use crate::cards::{Card, Color};
use serde::{Deserialize, Serialize};

/// An action a player can submit to the engine.
/// `Draw` is always initiated by the player; the engine never demands it.
#[derive(Debug, Copy, Clone, Eq, PartialEq, Serialize, Deserialize)]
pub enum PlayerAction {
    /// Play the card at this position in the player's hand
    Play { hand_index: usize },
    /// Name the active color after a wild
    ChooseColor(Color),
    /// Take one card from the deck
    Draw,
}

/// A seat at the table. Membership and seat order never change during a game.
#[derive(Debug, Clone, Eq, PartialEq, Serialize, Deserialize)]
pub struct Player {
    /// Stable identifier (`player-1`, `player-2`, ...)
    pub id: String,
    /// Display name
    pub name: String,
    /// Cards held; order only matters for indexing within a turn
    pub hand: Vec<Card>,
}

impl Player {
    pub fn new(seat: usize, name: impl Into<String>, hand: Vec<Card>) -> Self {
        Self {
            id: format!("player-{}", seat + 1),
            name: name.into(),
            hand,
        }
    }

    pub fn hand_size(&self) -> usize {
        self.hand.len()
    }

    /// One card left. Informational only; nothing is enforced.
    pub fn has_uno(&self) -> bool {
        self.hand.len() == 1
    }
}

--------------------

Exercise aim
Only the lines from the one containing "within a turn" through the end of the entries above belong in the answer; repeat them exactly.

Response to this task
    /// Cards held; order only matters for indexing within a turn
    pub hand: Vec<Card>,
}

impl Player {
    pub fn new(seat: usize, name: impl Into<String>, hand: Vec<Card>) -> Self {
        Self {
            id: format!("player-{}", seat + 1),
            name: name.into(),
            hand,
        }
    }

    pub fn hand_size(&self) -> usize {
        self.hand.len()
    }

    /// One card left. Informational only; nothing is enforced.
    pub fn has_uno(&self) -> bool {
        self.hand.len() == 1
    }
}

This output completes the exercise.